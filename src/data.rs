use std::fmt::{self, Debug, Display, Formatter};
use std::ops::{Add, Sub};
use std::str::FromStr;

/// Max rows / columns of a level, also the max number of boxes since box ids are `u8`.
pub(crate) const MAX_SIZE: usize = 255;
pub(crate) const MAX_BOXES: usize = 255;

#[derive(Debug, Clone, Copy, PartialEq, Eq)]
pub(crate) enum MapCell {
    Empty,
    Wall,
    Goal,
}

impl Default for MapCell {
    fn default() -> Self {
        MapCell::Empty
    }
}

#[derive(Debug, Clone, Copy, PartialEq, Eq)]
pub(crate) enum Contents {
    Empty,
    Box,
    Player,
}

impl Default for Contents {
    fn default() -> Self {
        Contents::Empty
    }
}

/// A cell of the grid. Ordering is row-major which is what keeps boxes in a canonical order.
#[derive(Clone, Copy, PartialEq, Eq, PartialOrd, Ord, Hash)]
pub struct Pos {
    pub r: u8,
    pub c: u8,
}

impl Pos {
    pub fn new(r: u8, c: u8) -> Pos {
        Pos { r, c }
    }

    /// Column, the `x` of the usual `(x, y)` notation.
    pub fn x(self) -> u8 {
        self.c
    }

    /// Row, the `y` of the usual `(x, y)` notation.
    pub fn y(self) -> u8 {
        self.r
    }

    pub fn dist(self, other: Pos) -> u16 {
        let dr = (i16::from(self.r) - i16::from(other.r)).abs();
        let dc = (i16::from(self.c) - i16::from(other.c)).abs();
        (dr + dc) as u16
    }

    /// Only valid for neighboring cells.
    pub(crate) fn dir_to(self, other: Pos) -> Dir {
        if other.r < self.r {
            Dir::Up
        } else if other.c > self.c {
            Dir::Right
        } else if other.r > self.r {
            Dir::Down
        } else {
            Dir::Left
        }
    }
}

impl Debug for Pos {
    fn fmt(&self, f: &mut Formatter<'_>) -> fmt::Result {
        write!(f, "({}, {})", self.c, self.r)
    }
}

impl Display for Pos {
    fn fmt(&self, f: &mut Formatter<'_>) -> fmt::Result {
        write!(f, "{:?}", self)
    }
}

impl Add<Dir> for Pos {
    type Output = Pos;

    fn add(self, dir: Dir) -> Pos {
        let (dr, dc) = dir.offset();
        Pos::new(
            (i16::from(self.r) + dr) as u8,
            (i16::from(self.c) + dc) as u8,
        )
    }
}

impl Sub<Dir> for Pos {
    type Output = Pos;

    fn sub(self, dir: Dir) -> Pos {
        self + dir.inverse()
    }
}

#[derive(Clone, Copy, PartialEq, Eq, Hash)]
pub enum Dir {
    Up,
    Right,
    Down,
    Left,
}

/// Clockwise so that consecutive pairs (wrapping around) are perpendicular.
pub(crate) const DIRECTIONS: [Dir; 4] = [Dir::Up, Dir::Right, Dir::Down, Dir::Left];

impl Dir {
    fn offset(self) -> (i16, i16) {
        match self {
            Dir::Up => (-1, 0),
            Dir::Right => (0, 1),
            Dir::Down => (1, 0),
            Dir::Left => (0, -1),
        }
    }

    pub fn inverse(self) -> Dir {
        match self {
            Dir::Up => Dir::Down,
            Dir::Right => Dir::Left,
            Dir::Down => Dir::Up,
            Dir::Left => Dir::Right,
        }
    }

    /// The next direction clockwise, always perpendicular to `self`.
    pub(crate) fn clockwise(self) -> Dir {
        match self {
            Dir::Up => Dir::Right,
            Dir::Right => Dir::Down,
            Dir::Down => Dir::Left,
            Dir::Left => Dir::Up,
        }
    }

    pub fn name(self) -> &'static str {
        match self {
            Dir::Up => "Up",
            Dir::Right => "Right",
            Dir::Down => "Down",
            Dir::Left => "Left",
        }
    }
}

impl Display for Dir {
    fn fmt(&self, f: &mut Formatter<'_>) -> fmt::Result {
        match *self {
            Dir::Up => write!(f, "u"),
            Dir::Right => write!(f, "r"),
            Dir::Down => write!(f, "d"),
            Dir::Left => write!(f, "l"),
        }
    }
}

impl Debug for Dir {
    fn fmt(&self, f: &mut Formatter<'_>) -> fmt::Result {
        write!(f, "{}", self.name())
    }
}

#[derive(Debug, Clone, PartialEq, Eq)]
pub struct ParseDirErr(String);

impl Display for ParseDirErr {
    fn fmt(&self, f: &mut Formatter<'_>) -> fmt::Result {
        write!(f, "Unknown direction: {}", self.0)
    }
}

impl std::error::Error for ParseDirErr {}

impl FromStr for Dir {
    type Err = ParseDirErr;

    /// Accepts both names (`Up`, `Left`, ...) and LURD letters in either case.
    fn from_str(s: &str) -> Result<Self, Self::Err> {
        match s.trim().to_lowercase().as_str() {
            "up" | "u" => Ok(Dir::Up),
            "right" | "r" => Ok(Dir::Right),
            "down" | "d" => Ok(Dir::Down),
            "left" | "l" => Ok(Dir::Left),
            _ => Err(ParseDirErr(s.to_string())),
        }
    }
}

________________________

▶ _AIM OF THE TASK_: Each entry above has to be duplicated exactly as it stands.

▶ _REPLY_:
filename src/data.rs
use std::fmt::{self, Debug, Display, Formatter};
use std::ops::{Add, Sub};
use std::str::FromStr;

/// Max rows / columns of a level, also the max number of boxes since box ids are `u8`.
pub(crate) const MAX_SIZE: usize = 255;
pub(crate) const MAX_BOXES: usize = 255;

#[derive(Debug, Clone, Copy, PartialEq, Eq)]
pub(crate) enum MapCell {
    Empty,
    Wall,
    Goal,
}

impl Default for MapCell {
    fn default() -> Self {
        MapCell::Empty
    }
}

#[derive(Debug, Clone, Copy, PartialEq, Eq)]
pub(crate) enum Contents {
    Empty,
    Box,
    Player,
}

impl Default for Contents {
    fn default() -> Self {
        Contents::Empty
    }
}

/// A cell of the grid. Ordering is row-major which is what keeps boxes in a canonical order.
#[derive(Clone, Copy, PartialEq, Eq, PartialOrd, Ord, Hash)]
pub struct Pos {
    pub r: u8,
    pub c: u8,
}

impl Pos {
    pub fn new(r: u8, c: u8) -> Pos {
        Pos { r, c }
    }

    /// Column, the `x` of the usual `(x, y)` notation.
    pub fn x(self) -> u8 {
        self.c
    }

    /// Row, the `y` of the usual `(x, y)` notation.
    pub fn y(self) -> u8 {
        self.r
    }

    pub fn dist(self, other: Pos) -> u16 {
        let dr = (i16::from(self.r) - i16::from(other.r)).abs();
        let dc = (i16::from(self.c) - i16::from(other.c)).abs();
        (dr + dc) as u16
    }

    /// Only valid for neighboring cells.
    pub(crate) fn dir_to(self, other: Pos) -> Dir {
        if other.r < self.r {
            Dir::Up
        } else if other.c > self.c {
            Dir::Right
        } else if other.r > self.r {
            Dir::Down
        } else {
            Dir::Left
        }
    }
}

impl Debug for Pos {
    fn fmt(&self, f: &mut Formatter<'_>) -> fmt::Result {
        write!(f, "({}, {})", self.c, self.r)
    }
}

impl Display for Pos {
    fn fmt(&self, f: &mut Formatter<'_>) -> fmt::Result {
        write!(f, "{:?}", self)
    }
}

impl Add<Dir> for Pos {
    type Output = Pos;

    fn add(self, dir: Dir) -> Pos {
        let (dr, dc) = dir.offset();
        Pos::new(
            (i16::from(self.r) + dr) as u8,
            (i16::from(self.c) + dc) as u8,
        )
    }
}

impl Sub<Dir> for Pos {
    type Output = Pos;

    fn sub(self, dir: Dir) -> Pos {
        self + dir.inverse()
    }
}

#[derive(Clone, Copy, PartialEq, Eq, Hash)]
pub enum Dir {
    Up,
    Right,
    Down,
    Left,
}

/// Clockwise so that consecutive pairs (wrapping around) are perpendicular.
pub(crate) const DIRECTIONS: [Dir; 4] = [Dir::Up, Dir::Right, Dir::Down, Dir::Left];

impl Dir {
    fn offset(self) -> (i16, i16) {
        match self {
            Dir::Up => (-1, 0),
            Dir::Right => (0, 1),
            Dir::Down => (1, 0),
            Dir::Left => (0, -1),
        }
    }

    pub fn inverse(self) -> Dir {
        match self {
            Dir::Up => Dir::Down,
            Dir::Right => Dir::Left,
            Dir::Down => Dir::Up,
            Dir::Left => Dir::Right,
        }
    }

    /// The next direction clockwise, always perpendicular to `self`.
    pub(crate) fn clockwise(self) -> Dir {
        match self {
            Dir::Up => Dir::Right,
            Dir::Right => Dir::Down,
            Dir::Down => Dir::Left,
            Dir::Left => Dir::Up,
        }
    }

    pub fn name(self) -> &'static str {
        match self {
            Dir::Up => "Up",
            Dir::Right => "Right",
            Dir::Down => "Down",
            Dir::Left => "Left",
        }
    }
}

impl Display for Dir {
    fn fmt(&self, f: &mut Formatter<'_>) -> fmt::Result {
        match *self {
            Dir::Up => write!(f, "u"),
            Dir::Right => write!(f, "r"),
            Dir::Down => write!(f, "d"),
            Dir::Left => write!(f, "l"),
        }
    }
}

impl Debug for Dir {
    fn fmt(&self, f: &mut Formatter<'_>) -> fmt::Result {
        write!(f, "{}", self.name())
    }
}

#[derive(Debug, Clone, PartialEq, Eq)]
pub struct ParseDirErr(String);

impl Display for ParseDirErr {
    fn fmt(&self, f: &mut Formatter<'_>) -> fmt::Result {
        write!(f, "Unknown direction: {}", self.0)
    }
}

impl std::error::Error for ParseDirErr {}

impl FromStr for Dir {
    type Err = ParseDirErr;

    /// Accepts both names (`Up`, `Left`, ...) and LURD letters in either case.
    fn from_str(s: &str) -> Result<Self, Self::Err> {
        match s.trim().to_lowercase().as_str() {
            "up" | "u" => Ok(Dir::Up),
            "right" | "r" => Ok(Dir::Right),
            "down" | "d" => Ok(Dir::Down),
            "left" | "l" => Ok(Dir::Left),
            _ => Err(ParseDirErr(s.to_string())),
        }
    }
}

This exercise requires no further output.